Monday, March 15, 2021

TAKE ME OUT WITH THE CROWD?

 

               The reality of the Covid 19 pandemic came home to me a year ago yesterday when I showed up at the Turf Paradise horse track in Phoenix, Arizona, to occupy my usual Saturday carrel in the place’s Players Club, and found it closed. Sure, I’d heard about the disease, but cases in the area in which I live numbered only in the dozens, and had caused little stir. Within a few days baseball would cancel its spring training and the NBA and NHL would suspend their seasons. The spring and summer to come would be a virtual winter in the world of sports.

               Now the physical world has come a full 360 degrees and the Texas Rangers just announced they would open their 2021 home season to full attendance of 40,000-plus on April 5, thus marking the symbolic if not the real end to this unique chapter in American sports history. Whether 40,000 brave (or foolhardy) souls can be mustered to complete that particular circle remains to be seen, but it’s Texas so the answer probably is yes.  Good luck to them and to the rest of us.
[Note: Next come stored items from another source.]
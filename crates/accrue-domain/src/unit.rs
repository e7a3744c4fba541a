//! Unit module - the atomic inputs consumed one per engine turn

use serde::{Deserialize, Serialize};

/// A document or excerpt to extract information from
///
/// Materials are read in the order they are supplied. The source is shown to
/// the model alongside the content so it can attribute what it extracts.
#[derive(Debug, Clone, PartialEq, Eq, Serialize, Deserialize)]
pub struct Material {
    /// Raw text of the material
    pub content: String,

    /// Where the material came from (file name, URL, document id)
    #[serde(default)]
    pub source: String,
}

impl Material {
    /// Create a new material
    pub fn new(content: impl Into<String>, source: impl Into<String>) -> Self {
        Self {
            content: content.into(),
            source: source.into(),
        }
    }
}

/// A named policy rule to check against some context
#[derive(Debug, Clone, PartialEq, Eq, Serialize, Deserialize)]
pub struct Rule {
    /// Rule name, echoed back in the verdict
    pub name: String,

    /// Rule text
    pub content: String,
}

impl Rule {
    /// Create a new rule
    pub fn new(name: impl Into<String>, content: impl Into<String>) -> Self {
        Self {
            name: name.into(),
            content: content.into(),
        }
    }
}
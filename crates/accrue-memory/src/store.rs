//! Key/value storage with expiry and per-key locking

use crate::error::MemoryError;
use async_trait::async_trait;
use std::collections::HashMap;
use std::fmt;
use std::sync::{Arc, PoisonError};
use std::time::Duration;
use tokio::sync::{Mutex, OwnedMutexGuard};
use tokio::time::Instant;

type LockMap = Arc<std::sync::Mutex<HashMap<String, Arc<Mutex<()>>>>>;

/// Held while a read-modify-write cycle on one key is in progress
///
/// Dropping the guard releases the key, then runs the store's release hook
/// if one was given.
pub struct KeyGuard {
    guard: Option<OwnedMutexGuard<()>>,
    on_release: Option<Box<dyn FnOnce() + Send + Sync>>,
}

impl KeyGuard {
    /// Guard over an acquired per-key mutex
    pub fn new(guard: OwnedMutexGuard<()>) -> Self {
        Self {
            guard: Some(guard),
            on_release: None,
        }
    }

    /// Guard that calls `on_release` after the mutex is unlocked
    pub fn with_release(guard: OwnedMutexGuard<()>, on_release: impl FnOnce() + Send + Sync + 'static) -> Self {
        Self {
            guard: Some(guard),
            on_release: Some(Box::new(on_release)),
        }
    }
}

impl Drop for KeyGuard {
    fn drop(&mut self) {
        self.guard.take();
        if let Some(on_release) = self.on_release.take() {
            on_release();
        }
    }
}

impl fmt::Debug for KeyGuard {
    fn fmt(&self, f: &mut fmt::Formatter<'_>) -> fmt::Result {
        f.debug_struct("KeyGuard").field("held", &self.guard.is_some()).finish()
    }
}

/// Storage behind conversation memory
///
/// Implemented in-process by [`InMemoryStore`]; a networked cache can sit
/// behind the same contract.
#[async_trait]
pub trait MemoryStore: Send + Sync {
    /// Value stored under `key`, if present and not expired
    async fn load(&self, key: &str) -> Result<Option<String>, MemoryError>;

    /// Store `value` under `key` for `ttl`
    async fn store(&self, key: &str, value: String, ttl: Duration) -> Result<(), MemoryError>;

    /// Wait for exclusive access to `key`
    async fn lock(&self, key: &str) -> Result<KeyGuard, MemoryError>;
}

#[derive(Debug)]
struct Entry {
    value: String,
    expires_at: Instant,
}

/// In-process store with lazy expiry
///
/// Per-key mutexes live only while some caller holds or waits for them.
#[derive(Debug, Clone, Default)]
pub struct InMemoryStore {
    entries: Arc<Mutex<HashMap<String, Entry>>>,
    locks: LockMap,
}

impl InMemoryStore {
    /// Create an empty store
    pub fn new() -> Self {
        Self::default()
    }

    /// Number of live entries
    pub async fn len(&self) -> usize {
        let now = Instant::now();
        self.entries.lock().await.values().filter(|e| e.expires_at > now).count()
    }

    /// Whether the store holds no live entries
    pub async fn is_empty(&self) -> bool {
        self.len().await == 0
    }

    /// Number of keys currently locked or awaited
    pub fn active_locks(&self) -> usize {
        self.locks.lock().unwrap_or_else(PoisonError::into_inner).len()
    }
}

/// Forget the mutex of `key` once nobody but the map refers to it
fn prune_lock(locks: &LockMap, key: &str) {
    let mut locks = locks.lock().unwrap_or_else(PoisonError::into_inner);
    if locks.get(key).is_some_and(|lock| Arc::strong_count(lock) == 1) {
        locks.remove(key);
    }
}

#[async_trait]
impl MemoryStore for InMemoryStore {
    async fn load(&self, key: &str) -> Result<Option<String>, MemoryError> {
        let mut entries = self.entries.lock().await;
        match entries.get(key) {
            Some(entry) if entry.expires_at > Instant::now() => Ok(Some(entry.value.clone())),
            Some(_) => {
                entries.remove(key);
                Ok(None)
            }
            None => Ok(None),
        }
    }

    async fn store(&self, key: &str, value: String, ttl: Duration) -> Result<(), MemoryError> {
        let expires_at = Instant::now()
            .checked_add(ttl)
            .ok_or_else(|| MemoryError::Store(format!("TTL {:?} out of range", ttl)))?;
        self.entries
            .lock()
            .await
            .insert(key.to_string(), Entry { value, expires_at });
        Ok(())
    }

    async fn lock(&self, key: &str) -> Result<KeyGuard, MemoryError> {
        let lock = {
            let mut locks = self.locks.lock().unwrap_or_else(PoisonError::into_inner);
            // Entries left behind by cancelled waiters
            locks.retain(|_, lock| Arc::strong_count(lock) > 1);
            Arc::clone(locks.entry(key.to_string()).or_default())
        };
        let guard = lock.lock_owned().await;

        let locks = Arc::clone(&self.locks);
        let key = key.to_string();
        Ok(KeyGuard::with_release(guard, move || prune_lock(&locks, &key)))
    }
}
               Fact is, to go or not to go to any sort of gathering has been pretty much up to us from the outset of the pandemic, and will remain so until the danger passes. A national vaccination process is in full swing while thousands of people die daily from the affliction. The ideological tug of war over mask wearing continues to muddle rather than clarify our decisions. The fear of dying on the last day of a war is stronger in some than in others.

               Thanks to our elderliness, wife Susie and I have been vaccinated, altering our risk assessments considerably, but the no-no go decision remains. I voted for “go” last Thursday when my also-vaxed friend Harvey Volin came up with tickets to a Chicago Cubs-Colorado Rockies spring training game at Salt River Field in Scottsdale, about 15 minutes from my home. The place seats about 12,000 people but this spring that figure has been reduced by about 80% for covid reasons.

               Aside from an inflated price tag of $57 per, the experience was both enjoyable and edifying. Parking was easy and seating for the 2,200 folks in attendance was comfortable, the ambience being close to that of the annual Fall League games at the park.  People sat in scattered groups of two, three or four, with the other seats made unsittable by plastic ziplocks.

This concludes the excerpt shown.